* Stored data
Segment Open

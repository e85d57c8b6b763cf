#![allow(dead_code, missing_docs, clippy::expect_used)]

use std::collections::HashMap;
use std::sync::{Arc, Mutex, PoisonError};

use anyhow::Context;
use axum::Router;
use axum::body::Bytes;
use axum::extract::State;
use axum::http::{HeaderMap, Method, StatusCode, Uri};
use axum::response::{IntoResponse, Response};
use rstest::fixture;
use serde_json::json;
use tokio::task::JoinHandle;
use tracing::info;
use url::{Url, form_urlencoded};

use cloudfetch_core::{CloudClient, Credentials, ReqwestTransport};

pub const API_KEY: &str = "some-api-key";

pub fn init_tracing() {
    // should be run once, fail otherwise, we skip that error
    let _ = tracing_subscriber::fmt()
        .pretty()
        .with_max_level(tracing::Level::DEBUG)
        .with_test_writer()
        .try_init();

    info!("Tracing initialized");
}

/// A request as seen by the stub server.
#[derive(Debug, Clone)]
pub struct Received {
    pub method: Method,
    pub path: String,
    pub raw_query: Option<String>,
    pub headers: HeaderMap,
    pub body: Bytes,
}

#[derive(Debug, Clone, Default)]
struct Recorder(Arc<Mutex<Vec<Received>>>);

impl Recorder {
    fn push(&self, received: Received) {
        self.0
            .lock()
            .unwrap_or_else(PoisonError::into_inner)
            .push(received);
    }

    fn all(&self) -> Vec<Received> {
        self.0.lock().unwrap_or_else(PoisonError::into_inner).clone()
    }
}

#[derive(Debug)]
pub struct TestApp {
    endpoint: Url,
    recorder: Recorder,
    server: JoinHandle<()>,
}

impl TestApp {
    pub async fn start() -> anyhow::Result<Self> {
        let recorder = Recorder::default();
        let router = Router::new()
            .fallback(handle)
            .with_state(recorder.clone());

        let listener = tokio::net::TcpListener::bind("127.0.0.1:0")
            .await
            .context("bind stub server")?;
        let addr = listener.local_addr()?;
        info!(%addr, "launching stub server");

        let server = tokio::spawn(async move {
            axum::serve(listener, router).await.expect("server launched");
        });

        let endpoint = format!("http://{addr}/").parse()?;
        Ok(Self {
            endpoint,
            recorder,
            server,
        })
    }

    pub fn endpoint(&self) -> &Url {
        &self.endpoint
    }

    pub fn client(&self) -> CloudClient<ReqwestTransport> {
        let credentials = Credentials::new(self.endpoint.clone(), API_KEY);
        CloudClient::builder(credentials, ReqwestTransport::new())
            .build()
            .expect("valid configuration")
    }

    pub fn received(&self) -> Vec<Received> {
        self.recorder.all()
    }
}

impl Drop for TestApp {
    fn drop(&mut self) {
        self.server.abort();
    }
}

#[fixture]
pub async fn app() -> TestApp {
    init_tracing();
    match TestApp::start().await {
        Ok(app) => app,
        Err(error) => {
            panic!("fail to start test app: {error:?}");
        }
    }
}

fn parse_query(uri: &Uri) -> HashMap<String, String> {
    uri.query()
        .map(|query| form_urlencoded::parse(query.as_bytes()).into_owned().collect())
        .unwrap_or_default()
}

async fn handle(
    State(recorder): State<Recorder>,
    method: Method,
    uri: Uri,
    headers: HeaderMap,
    body: Bytes,
) -> Response {
    recorder.push(Received {
        method: method.clone(),
        path: uri.path().to_string(),
        raw_query: uri.query().map(ToString::to_string),
        headers: headers.clone(),
        body: body.clone(),
    });
    let query = parse_query(&uri);

    match (method, uri.path()) {
        (Method::GET, "/v1/devices/42") => {
            axum::Json(json!({ "deviceId": "42", "tags": ["configuration:solar-shield"] }))
                .into_response()
        }
        (Method::GET, "/v1/bad") => (StatusCode::BAD_REQUEST, "Bad Request").into_response(),
        (Method::GET, "/v1/missing") => StatusCode::NOT_FOUND.into_response(),
        (Method::GET, "/v1/empty") => StatusCode::NO_CONTENT.into_response(),
        (Method::GET, "/v1/empty-ok") => StatusCode::OK.into_response(),
        (Method::GET, "/v1/html") => "<html></html>".into_response(),
        (Method::GET, "/v1/items") => match query.get("pageNextToken").map(String::as_str) {
            None => axum::Json(json!({ "items": ["A"], "pageNextToken": "a/b+c==" }))
                .into_response(),
            Some("a/b+c==") => axum::Json(json!({ "items": ["B"], "total": 2 })).into_response(),
            Some(_) => (StatusCode::BAD_REQUEST, "Unknown token").into_response(),
        },
        (Method::GET, "/v1/broken-items") => match query.get("pageNextToken") {
            None => axum::Json(json!({ "items": ["A"], "pageNextToken": "T" })).into_response(),
            Some(_) => {
                (StatusCode::INTERNAL_SERVER_ERROR, "Internal Server Error").into_response()
            }
        },
        (Method::GET, "/v1/endless") => {
            axum::Json(json!({ "items": ["again"], "pageNextToken": "same" })).into_response()
        }
        (method, "/v1/echo") => {
            let content_type = headers
                .get(axum::http::header::CONTENT_TYPE)
                .and_then(|it| it.to_str().ok())
                .map(ToString::to_string);
            axum::Json(json!({
                "method": method.as_str(),
                "contentType": content_type,
                "body": String::from_utf8_lossy(&body),
            }))
            .into_response()
        }
        _ => StatusCode::NOT_FOUND.into_response(),
    }
}
use std::sync::LazyLock;

use cloudfetch_core::{Payload, Schema, SchemaValidator, Transport, encode_segment};
use http::Method;
use jiff::Timestamp;
use serde::{Deserialize, Serialize};
use serde_json::Value;
use tracing::debug;

use crate::{ApiError, CloudApi, resource};

/// Lifecycle of a FOTA job.
#[derive(
    Debug, Clone, Copy, PartialEq, Eq, Hash, Serialize, Deserialize, derive_more::Display,
)]
#[serde(rename_all = "SCREAMING_SNAKE_CASE")]
pub enum FotaJobStatus {
    /// Created, not started yet.
    #[display("CREATED")]
    Created,
    /// At least one device is updating.
    #[display("IN_PROGRESS")]
    InProgress,
    /// Cancelled.
    #[display("CANCELLED")]
    Cancelled,
    /// Being deleted.
    #[display("DELETION_IN_PROGRESS")]
    DeletionInProgress,
    /// Done.
    #[display("COMPLETED")]
    Completed,
}

impl FotaJobStatus {
    /// Every status.
    pub const ALL: [Self; 5] = [
        Self::Created,
        Self::InProgress,
        Self::Cancelled,
        Self::DeletionInProgress,
        Self::Completed,
    ];
}

/// A FOTA job.
#[derive(Debug, Clone, PartialEq, Eq, Serialize, Deserialize)]
#[serde(rename_all = "camelCase")]
pub struct FotaJob {
    /// The job id.
    pub job_id: String,
    /// Current status.
    pub status: FotaJobStatus,
    /// Details about the status.
    #[serde(default)]
    pub status_detail: Option<String>,
    /// Creation time.
    pub created_at: Timestamp,
    /// Last update time.
    #[serde(default)]
    pub last_updated_at: Option<Timestamp>,
    /// Completion time.
    #[serde(default)]
    pub completed_at: Option<Timestamp>,
}

/// The answer to a FOTA job creation.
#[derive(Debug, Clone, PartialEq, Eq, Serialize, Deserialize)]
#[serde(rename_all = "camelCase")]
pub struct CreatedFotaJob {
    /// The id of the new job.
    pub job_id: String,
}

#[derive(Debug, Serialize)]
#[serde(rename_all = "camelCase")]
struct CreateFotaJob<'a> {
    bundle_id: &'a str,
    auto_apply: bool,
    device_identifiers: [&'a str; 1],
}

static CREATED_FOTA_JOB: LazyLock<Schema> = LazyLock::new(|| {
    Schema::object()
        .required("jobId", Schema::string().min_length(1))
        .into()
});

static FOTA_JOB: LazyLock<Schema> = LazyLock::new(|| {
    Schema::object()
        .required("jobId", Schema::string().min_length(1))
        .required(
            "status",
            Schema::enumeration(FotaJobStatus::ALL.iter().map(ToString::to_string)),
        )
        .optional("statusDetail", Schema::string().min_length(1))
        .required("createdAt", Schema::string())
        .optional("lastUpdatedAt", Schema::string())
        .optional("completedAt", Schema::string())
        .into()
});

impl<T, V> CloudApi<T, V>
where
    T: Transport,
    V: SchemaValidator,
{
    /// Schedules the update of one device to a bundle, applied automatically.
    ///
    /// # Errors
    ///
    /// Fails when the request fails or the answer carries no job id.
    pub async fn create_fota_job(
        &self,
        device_id: &str,
        bundle_id: &str,
    ) -> Result<CreatedFotaJob, ApiError> {
        let payload = Payload::json(&CreateFotaJob {
            bundle_id,
            auto_apply: true,
            device_identifiers: [device_id],
        })?;
        let job: CreatedFotaJob = self
            .client
            .fetch(&resource("fota-jobs")?.with_payload(payload), &CREATED_FOTA_JOB)
            .await?;
        debug!(job_id = %job.job_id, device_id, bundle_id, "FOTA job created");
        Ok(job)
    }

    /// Fetches a FOTA job.
    ///
    /// # Errors
    ///
    /// Fails when the request fails or the job does not match the expected shape.
    pub async fn get_fota_job(&self, job_id: &str) -> Result<FotaJob, ApiError> {
        let descriptor = resource(format!("fota-jobs/{}", encode_segment(job_id)))?;
        let job = self.client.fetch(&descriptor, &FOTA_JOB).await?;
        Ok(job)
    }

    /// Cancels a FOTA job. Whatever the server answers on success is ignored.
    ///
    /// # Errors
    ///
    /// Fails when the request fails.
    pub async fn cancel_fota_job(&self, job_id: &str) -> Result<(), ApiError> {
        let descriptor = resource(format!("fota-jobs/{}/cancel", encode_segment(job_id)))?
            .with_method(Method::PUT);
        let _: Value = self.client.fetch(&descriptor, &Schema::Any).await?;
        debug!(job_id, "FOTA job cancelled");
        Ok(())
    }
}
use std::fmt;

use http::HeaderValue;
use serde::{Deserialize, Serialize};
use url::Url;
use zeroize::{Zeroize, ZeroizeOnDrop};

/// Secret string zeroed on drop, redacted in `Debug` and masked in `Display`.
#[derive(Clone, PartialEq, Eq, Zeroize, ZeroizeOnDrop)]
pub struct SecureString(String);

impl SecureString {
    /// Wraps a secret.
    pub fn new(value: String) -> Self {
        Self(value)
    }

    /// The secret itself.
    ///
    /// Avoid keeping the returned reference around.
    pub fn expose(&self) -> &str {
        &self.0
    }

    fn masked(&self) -> String {
        let count = self.0.chars().count();
        if count <= 8 {
            return "***".to_string();
        }
        let head = self.0.chars().take(4).collect::<String>();
        let tail = self.0.chars().skip(count - 4).collect::<String>();
        format!("{head}...{tail}")
    }
}

impl fmt::Debug for SecureString {
    fn fmt(&self, f: &mut fmt::Formatter<'_>) -> fmt::Result {
        f.debug_tuple("SecureString").field(&"[REDACTED]").finish()
    }
}

impl fmt::Display for SecureString {
    fn fmt(&self, f: &mut fmt::Formatter<'_>) -> fmt::Result {
        f.write_str(&self.masked())
    }
}

impl From<String> for SecureString {
    fn from(value: String) -> Self {
        Self::new(value)
    }
}

impl From<&str> for SecureString {
    fn from(value: &str) -> Self {
        Self::new(value.to_string())
    }
}

impl Serialize for SecureString {
    fn serialize<S>(&self, serializer: S) -> Result<S::Ok, S::Error>
    where
        S: serde::Serializer,
    {
        self.0.serialize(serializer)
    }
}

impl<'de> Deserialize<'de> for SecureString {
    fn deserialize<D>(deserializer: D) -> Result<Self, D::Error>
    where
        D: serde::Deserializer<'de>,
    {
        String::deserialize(deserializer).map(Self::new)
    }
}

/// Where to send requests and how to authenticate them.
///
/// ```rust
/// use cloudfetch_core::Credentials;
///
/// let credentials: Credentials = serde_json::from_str(
///     r#"{ "endpoint": "https://api.example.com", "apiKey": "secret" }"#,
/// )?;
/// assert_eq!(credentials.endpoint.as_str(), "https://api.example.com/");
/// # Ok::<(), serde_json::Error>(())
/// ```
#[derive(Debug, Clone, PartialEq, Eq, Serialize, Deserialize)]
#[serde(rename_all = "camelCase")]
pub struct Credentials {
    /// The API root, without the `/v1` version prefix.
    pub endpoint: Url,
    /// The bearer token.
    pub api_key: SecureString,
}

impl Credentials {
    /// Creates credentials.
    pub fn new(endpoint: Url, api_key: impl Into<SecureString>) -> Self {
        Self {
            endpoint,
            api_key: api_key.into(),
        }
    }

    /// The `Authorization` header value, flagged as sensitive.
    pub(crate) fn authorization(&self) -> Result<HeaderValue, http::header::InvalidHeaderValue> {
        let mut value = HeaderValue::from_str(&format!("Bearer {}", self.api_key.expose()))?;
        value.set_sensitive(true);
        Ok(value)
    }
}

Segment Closed

* The problem
Above are the records; report each line in them that includes the word "example".

* Task answer
///     r#"{ "endpoint": "https://api.example.com", "apiKey": "secret" }"#,
/// assert_eq!(credentials.endpoint.as_str(), "https://api.example.com/");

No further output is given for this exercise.